*ACTIVITY:* Search the listing below for the string "store", then copy every line it appears in.

= = = =

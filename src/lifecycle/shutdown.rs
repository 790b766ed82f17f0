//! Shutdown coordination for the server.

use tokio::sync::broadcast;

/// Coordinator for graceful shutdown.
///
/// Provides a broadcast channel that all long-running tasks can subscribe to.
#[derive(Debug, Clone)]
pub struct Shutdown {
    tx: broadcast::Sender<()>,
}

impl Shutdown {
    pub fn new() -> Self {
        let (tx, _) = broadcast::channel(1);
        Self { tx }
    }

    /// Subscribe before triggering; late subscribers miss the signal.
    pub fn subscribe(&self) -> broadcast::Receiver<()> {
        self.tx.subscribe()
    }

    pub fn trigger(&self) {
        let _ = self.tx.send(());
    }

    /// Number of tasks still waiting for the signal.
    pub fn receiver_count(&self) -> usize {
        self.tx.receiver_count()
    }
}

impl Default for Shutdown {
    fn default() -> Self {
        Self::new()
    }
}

= = = =

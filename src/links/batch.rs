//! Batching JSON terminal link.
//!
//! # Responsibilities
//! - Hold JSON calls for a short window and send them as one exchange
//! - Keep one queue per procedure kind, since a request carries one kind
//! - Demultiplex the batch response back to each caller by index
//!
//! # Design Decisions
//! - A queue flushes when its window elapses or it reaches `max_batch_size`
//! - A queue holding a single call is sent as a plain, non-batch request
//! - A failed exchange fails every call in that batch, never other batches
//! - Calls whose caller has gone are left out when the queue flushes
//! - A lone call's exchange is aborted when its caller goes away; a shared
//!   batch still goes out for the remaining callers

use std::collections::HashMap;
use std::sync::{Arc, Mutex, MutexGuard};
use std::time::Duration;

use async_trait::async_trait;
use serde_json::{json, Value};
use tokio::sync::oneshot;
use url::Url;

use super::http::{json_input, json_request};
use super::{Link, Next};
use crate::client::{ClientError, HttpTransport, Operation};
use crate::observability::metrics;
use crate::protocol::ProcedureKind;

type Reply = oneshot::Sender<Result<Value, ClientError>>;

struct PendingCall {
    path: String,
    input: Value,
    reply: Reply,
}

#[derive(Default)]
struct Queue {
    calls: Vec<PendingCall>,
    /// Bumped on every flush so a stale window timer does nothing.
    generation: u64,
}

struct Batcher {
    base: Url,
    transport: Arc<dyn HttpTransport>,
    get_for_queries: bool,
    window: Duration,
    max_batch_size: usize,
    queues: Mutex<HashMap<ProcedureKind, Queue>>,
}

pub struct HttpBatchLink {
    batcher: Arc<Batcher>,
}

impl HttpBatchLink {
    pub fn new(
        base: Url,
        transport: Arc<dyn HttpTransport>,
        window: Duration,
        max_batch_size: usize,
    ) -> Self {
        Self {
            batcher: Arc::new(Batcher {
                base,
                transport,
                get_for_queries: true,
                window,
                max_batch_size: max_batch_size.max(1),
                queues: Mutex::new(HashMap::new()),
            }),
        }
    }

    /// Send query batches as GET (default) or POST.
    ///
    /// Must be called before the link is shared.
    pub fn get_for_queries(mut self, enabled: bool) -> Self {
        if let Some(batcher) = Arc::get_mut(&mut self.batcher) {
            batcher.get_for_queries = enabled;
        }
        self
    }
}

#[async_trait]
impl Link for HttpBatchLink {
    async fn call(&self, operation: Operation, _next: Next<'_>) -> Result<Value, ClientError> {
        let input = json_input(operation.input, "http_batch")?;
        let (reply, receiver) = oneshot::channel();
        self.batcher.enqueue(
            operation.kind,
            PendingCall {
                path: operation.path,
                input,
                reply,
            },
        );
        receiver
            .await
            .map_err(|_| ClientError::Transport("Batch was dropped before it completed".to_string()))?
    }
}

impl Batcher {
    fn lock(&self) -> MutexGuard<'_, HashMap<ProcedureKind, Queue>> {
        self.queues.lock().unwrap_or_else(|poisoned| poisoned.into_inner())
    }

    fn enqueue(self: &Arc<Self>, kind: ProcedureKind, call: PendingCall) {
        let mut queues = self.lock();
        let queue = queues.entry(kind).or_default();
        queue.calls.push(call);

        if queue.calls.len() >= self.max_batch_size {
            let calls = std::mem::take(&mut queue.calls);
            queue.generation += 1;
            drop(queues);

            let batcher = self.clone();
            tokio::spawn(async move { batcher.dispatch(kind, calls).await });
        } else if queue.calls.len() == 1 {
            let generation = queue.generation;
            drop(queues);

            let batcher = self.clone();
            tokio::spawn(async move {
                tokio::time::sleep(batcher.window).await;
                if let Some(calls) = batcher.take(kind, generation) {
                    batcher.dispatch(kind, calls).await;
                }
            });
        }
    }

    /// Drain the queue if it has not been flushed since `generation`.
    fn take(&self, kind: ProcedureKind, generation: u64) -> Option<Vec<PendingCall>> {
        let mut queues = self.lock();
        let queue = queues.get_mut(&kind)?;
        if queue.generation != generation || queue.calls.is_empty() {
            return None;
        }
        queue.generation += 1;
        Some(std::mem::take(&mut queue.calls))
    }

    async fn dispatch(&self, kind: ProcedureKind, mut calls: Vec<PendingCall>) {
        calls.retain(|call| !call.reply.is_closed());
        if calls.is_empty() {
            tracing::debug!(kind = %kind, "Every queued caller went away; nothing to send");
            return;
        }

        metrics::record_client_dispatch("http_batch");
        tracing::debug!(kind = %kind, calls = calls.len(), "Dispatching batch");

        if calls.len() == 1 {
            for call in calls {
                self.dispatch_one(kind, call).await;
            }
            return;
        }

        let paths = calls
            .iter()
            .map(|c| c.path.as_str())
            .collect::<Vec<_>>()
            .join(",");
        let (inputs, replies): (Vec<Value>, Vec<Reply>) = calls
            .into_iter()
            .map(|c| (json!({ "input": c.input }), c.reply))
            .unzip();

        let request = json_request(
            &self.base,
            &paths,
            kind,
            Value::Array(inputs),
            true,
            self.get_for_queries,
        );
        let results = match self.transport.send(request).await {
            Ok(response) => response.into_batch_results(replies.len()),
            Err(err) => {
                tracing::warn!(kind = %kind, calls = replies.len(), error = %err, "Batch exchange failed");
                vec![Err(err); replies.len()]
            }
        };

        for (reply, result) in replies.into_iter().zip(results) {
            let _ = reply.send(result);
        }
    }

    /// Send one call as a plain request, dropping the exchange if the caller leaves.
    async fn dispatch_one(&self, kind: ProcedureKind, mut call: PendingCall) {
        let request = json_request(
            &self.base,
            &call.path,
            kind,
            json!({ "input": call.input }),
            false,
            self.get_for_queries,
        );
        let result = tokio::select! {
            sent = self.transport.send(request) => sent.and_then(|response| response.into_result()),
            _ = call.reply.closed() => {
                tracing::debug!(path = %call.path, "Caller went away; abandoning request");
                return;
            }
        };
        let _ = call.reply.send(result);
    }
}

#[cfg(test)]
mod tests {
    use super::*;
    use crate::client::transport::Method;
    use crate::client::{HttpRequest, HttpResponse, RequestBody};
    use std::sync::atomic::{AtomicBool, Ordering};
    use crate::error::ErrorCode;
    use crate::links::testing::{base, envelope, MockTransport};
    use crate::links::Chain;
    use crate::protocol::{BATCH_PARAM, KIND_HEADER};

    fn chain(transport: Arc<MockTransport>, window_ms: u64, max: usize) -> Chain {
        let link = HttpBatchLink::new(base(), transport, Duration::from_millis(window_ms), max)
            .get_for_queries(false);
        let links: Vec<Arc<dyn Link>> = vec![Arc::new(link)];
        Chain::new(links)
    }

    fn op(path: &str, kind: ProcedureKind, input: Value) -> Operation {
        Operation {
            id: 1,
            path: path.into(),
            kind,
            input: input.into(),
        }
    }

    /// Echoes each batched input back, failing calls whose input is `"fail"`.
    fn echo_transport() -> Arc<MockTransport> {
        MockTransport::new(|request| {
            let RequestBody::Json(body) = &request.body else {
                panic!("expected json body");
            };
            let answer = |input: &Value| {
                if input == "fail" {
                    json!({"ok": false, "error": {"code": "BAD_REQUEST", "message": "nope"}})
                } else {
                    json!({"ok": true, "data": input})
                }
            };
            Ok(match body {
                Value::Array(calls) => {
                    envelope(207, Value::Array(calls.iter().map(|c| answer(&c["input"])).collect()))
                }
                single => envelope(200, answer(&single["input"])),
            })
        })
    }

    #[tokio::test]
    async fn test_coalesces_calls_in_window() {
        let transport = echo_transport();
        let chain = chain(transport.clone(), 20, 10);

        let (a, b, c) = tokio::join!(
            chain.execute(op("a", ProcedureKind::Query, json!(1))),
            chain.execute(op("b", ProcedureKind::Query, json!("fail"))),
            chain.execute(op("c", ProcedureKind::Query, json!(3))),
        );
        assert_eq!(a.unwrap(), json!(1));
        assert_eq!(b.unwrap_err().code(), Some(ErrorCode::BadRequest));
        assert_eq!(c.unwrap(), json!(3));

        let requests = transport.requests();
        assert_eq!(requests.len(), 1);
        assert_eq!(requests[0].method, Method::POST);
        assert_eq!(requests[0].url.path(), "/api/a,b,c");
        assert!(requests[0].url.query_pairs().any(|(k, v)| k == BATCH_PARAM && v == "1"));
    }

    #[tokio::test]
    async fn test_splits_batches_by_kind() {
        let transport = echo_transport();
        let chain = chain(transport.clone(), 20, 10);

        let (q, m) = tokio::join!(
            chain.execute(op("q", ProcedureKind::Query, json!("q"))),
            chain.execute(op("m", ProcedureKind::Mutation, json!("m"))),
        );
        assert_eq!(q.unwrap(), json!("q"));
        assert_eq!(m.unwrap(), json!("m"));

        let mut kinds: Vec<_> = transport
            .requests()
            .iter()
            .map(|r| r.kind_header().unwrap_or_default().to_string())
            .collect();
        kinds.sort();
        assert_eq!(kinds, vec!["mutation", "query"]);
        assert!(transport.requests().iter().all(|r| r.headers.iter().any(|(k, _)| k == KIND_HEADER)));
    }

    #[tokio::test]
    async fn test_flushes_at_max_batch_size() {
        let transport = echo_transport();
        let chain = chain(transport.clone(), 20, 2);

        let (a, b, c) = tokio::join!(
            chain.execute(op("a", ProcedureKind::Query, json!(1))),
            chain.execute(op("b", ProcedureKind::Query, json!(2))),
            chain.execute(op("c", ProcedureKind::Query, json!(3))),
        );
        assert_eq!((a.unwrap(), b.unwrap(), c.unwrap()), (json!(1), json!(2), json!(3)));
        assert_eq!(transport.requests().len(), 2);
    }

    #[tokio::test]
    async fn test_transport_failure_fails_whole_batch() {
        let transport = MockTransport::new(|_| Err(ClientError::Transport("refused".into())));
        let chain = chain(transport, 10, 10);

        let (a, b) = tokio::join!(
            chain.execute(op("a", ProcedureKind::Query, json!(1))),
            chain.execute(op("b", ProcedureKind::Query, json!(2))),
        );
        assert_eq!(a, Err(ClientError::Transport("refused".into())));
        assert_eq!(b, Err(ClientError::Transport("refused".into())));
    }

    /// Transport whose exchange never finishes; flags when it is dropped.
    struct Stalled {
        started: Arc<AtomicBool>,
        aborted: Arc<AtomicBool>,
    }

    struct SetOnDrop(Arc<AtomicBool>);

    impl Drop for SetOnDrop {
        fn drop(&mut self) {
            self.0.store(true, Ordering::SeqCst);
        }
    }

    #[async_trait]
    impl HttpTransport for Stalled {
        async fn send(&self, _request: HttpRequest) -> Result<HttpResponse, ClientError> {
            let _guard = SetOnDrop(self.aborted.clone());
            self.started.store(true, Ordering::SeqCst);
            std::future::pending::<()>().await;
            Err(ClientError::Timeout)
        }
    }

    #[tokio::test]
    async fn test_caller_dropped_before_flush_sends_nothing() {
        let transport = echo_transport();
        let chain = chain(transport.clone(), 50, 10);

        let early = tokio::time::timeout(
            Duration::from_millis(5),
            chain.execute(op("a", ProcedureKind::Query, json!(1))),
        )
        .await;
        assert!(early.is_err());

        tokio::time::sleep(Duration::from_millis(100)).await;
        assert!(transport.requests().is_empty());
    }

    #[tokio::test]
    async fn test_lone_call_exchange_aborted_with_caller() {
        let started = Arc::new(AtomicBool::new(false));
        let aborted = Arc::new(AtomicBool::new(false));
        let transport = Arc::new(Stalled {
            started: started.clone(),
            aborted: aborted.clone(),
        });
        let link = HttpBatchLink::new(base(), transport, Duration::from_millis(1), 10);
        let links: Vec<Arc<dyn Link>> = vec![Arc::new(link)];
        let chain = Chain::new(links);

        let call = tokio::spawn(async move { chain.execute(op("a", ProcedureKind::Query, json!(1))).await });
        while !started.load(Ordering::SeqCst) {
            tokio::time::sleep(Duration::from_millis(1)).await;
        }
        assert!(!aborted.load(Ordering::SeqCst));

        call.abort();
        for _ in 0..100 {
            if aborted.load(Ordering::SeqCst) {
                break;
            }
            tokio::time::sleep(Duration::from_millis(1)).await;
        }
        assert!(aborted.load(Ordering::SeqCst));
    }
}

= = = =

*TASK RESULT:*
            self.0.store(true, Ordering::SeqCst);
            self.started.store(true, Ordering::SeqCst);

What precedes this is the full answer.